**Stored items**
☆ ☆ ☆ ☆ ☆ ☆ ☆
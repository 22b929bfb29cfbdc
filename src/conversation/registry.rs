//! Conversation registry — one open conversation per owning speaker.
//!
//! The invariant lives in the database (`uq_conversations_open_owner`, a
//! partial unique index), not in process memory, because competing requests
//! may run on separate connections or processes. Creation is
//! compare-and-retry: look up, insert inside a savepoint, and on a uniqueness
//! conflict roll back the savepoint and look up again.

use libsql::params;
use tracing::{debug, info};

use crate::conversation::model::{Conversation, ConversationStatus, new_id};
use crate::error::DatabaseError;
use crate::store::UnitOfWork;
use crate::store::libsql_backend::{
    format_datetime, metadata_to_text, now, parse_datetime, text_to_metadata, write_error,
};

const CONVERSATION_COLUMNS: &str =
    "id, owner_speaker_id, status, last_activity_at, metadata, created_at";

fn row_to_conversation(row: &libsql::Row) -> Result<Conversation, DatabaseError> {
    let parse = |e: libsql::Error| DatabaseError::Query(format!("conversation row parse: {e}"));
    let status: String = row.get(2).map_err(parse)?;
    let last_activity: String = row.get(3).map_err(parse)?;
    let metadata: String = row.get(4).map_err(parse)?;
    let created: String = row.get(5).map_err(parse)?;
    Ok(Conversation {
        id: row.get(0).map_err(parse)?,
        owner_speaker_id: row.get(1).map_err(parse)?,
        status: status.parse()?,
        last_activity_at: parse_datetime(&last_activity),
        metadata: text_to_metadata(&metadata),
        created_at: parse_datetime(&created),
    })
}

async fn query_one(
    uow: &UnitOfWork,
    op: &str,
    sql: &str,
    params: impl libsql::params::IntoParams,
) -> Result<Option<Conversation>, DatabaseError> {
    let mut rows = uow
        .query(sql, params)
        .await
        .map_err(|e| DatabaseError::Query(format!("{op}: {e}")))?;
    match rows.next().await {
        Ok(Some(row)) => row_to_conversation(&row).map(Some),
        Ok(None) => Ok(None),
        Err(e) => Err(DatabaseError::Query(format!("{op}: {e}"))),
    }
}

/// The owner's open conversation, if any.
pub async fn find_open(
    uow: &UnitOfWork,
    owner_speaker_id: &str,
) -> Result<Option<Conversation>, DatabaseError> {
    query_one(
        uow,
        "find_open_conversation",
        &format!(
            "SELECT {CONVERSATION_COLUMNS} FROM conversations
             WHERE owner_speaker_id = ?1 AND status = ?2"
        ),
        params![owner_speaker_id, ConversationStatus::Open.as_str()],
    )
    .await
}

/// Point lookup by id.
pub async fn fetch_conversation(uow: &UnitOfWork, id: &str) -> Result<Conversation, DatabaseError> {
    query_one(
        uow,
        "fetch_conversation",
        &format!("SELECT {CONVERSATION_COLUMNS} FROM conversations WHERE id = ?1"),
        params![id],
    )
    .await?
    .ok_or_else(|| DatabaseError::not_found("conversation", id))
}

/// Return the owner's open conversation, creating it if there is none.
pub async fn get_or_create_open(
    uow: &UnitOfWork,
    owner_speaker_id: &str,
    metadata: serde_json::Value,
) -> Result<Conversation, DatabaseError> {
    if let Some(existing) = find_open(uow, owner_speaker_id).await? {
        return Ok(existing);
    }
    create_open_or_reuse(uow, owner_speaker_id, metadata).await
}

/// Insert a new open conversation, deferring to a concurrent winner.
///
/// Only a uniqueness conflict is absorbed; any other write error propagates.
/// If the conflict was reported but no open row is visible afterwards, the
/// store is inconsistent and the error is fatal.
pub async fn create_open_or_reuse(
    uow: &UnitOfWork,
    owner_speaker_id: &str,
    metadata: serde_json::Value,
) -> Result<Conversation, DatabaseError> {
    let id = new_id();
    let ts = format_datetime(&now());
    let metadata_text = metadata_to_text(&metadata)?;

    let savepoint = uow.savepoint("create_open_conversation").await?;
    let insert = uow
        .execute(
            "INSERT INTO conversations
                (id, owner_speaker_id, status, last_activity_at, metadata, created_at)
             VALUES (?1, ?2, ?3, ?4, ?5, ?4)",
            params![
                id.clone(),
                owner_speaker_id,
                ConversationStatus::Open.as_str(),
                ts,
                metadata_text
            ],
        )
        .await
        .map_err(|e| write_error("insert_conversation", e));

    match insert {
        Ok(_) => {
            savepoint.release().await?;
            info!(conversation_id = %id, owner = owner_speaker_id, "Conversation opened");
            fetch_conversation(uow, &id).await
        }
        Err(DatabaseError::Conflict(reason)) => {
            savepoint.rollback().await?;
            debug!(owner = owner_speaker_id, %reason, "Lost open-conversation race, re-reading");
            find_open(uow, owner_speaker_id).await?.ok_or_else(|| {
                DatabaseError::Consistency(format!(
                    "open conversation for {owner_speaker_id} conflicted but is not visible"
                ))
            })
        }
        Err(e) => {
            savepoint.rollback().await?;
            Err(e)
        }
    }
}

/// Count conversations, optionally restricted to one status.
pub async fn count_conversations(
    uow: &UnitOfWork,
    status: Option<ConversationStatus>,
) -> Result<i64, DatabaseError> {
    let mut rows = match status {
        Some(status) => {
            uow.query(
                "SELECT COUNT(*) FROM conversations WHERE status = ?1",
                params![status.as_str()],
            )
            .await
        }
        None => uow.query("SELECT COUNT(*) FROM conversations", ()).await,
    }
    .map_err(|e| DatabaseError::Query(format!("count_conversations: {e}")))?;

    match rows.next().await {
        Ok(Some(row)) => row
            .get(0)
            .map_err(|e| DatabaseError::Query(format!("count_conversations: {e}"))),
        Ok(None) => Ok(0),
        Err(e) => Err(DatabaseError::Query(format!("count_conversations: {e}"))),
    }
}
☆ ☆ ☆ ☆ ☆ ☆ ☆
**Task statement**
Copy each line of the data that contains the word "SELECT", leaving the other lines out.

**Task result**
            "SELECT {CONVERSATION_COLUMNS} FROM conversations
        &format!("SELECT {CONVERSATION_COLUMNS} FROM conversations WHERE id = ?1"),
                "SELECT COUNT(*) FROM conversations WHERE status = ?1",
        None => uow.query("SELECT COUNT(*) FROM conversations", ()).await,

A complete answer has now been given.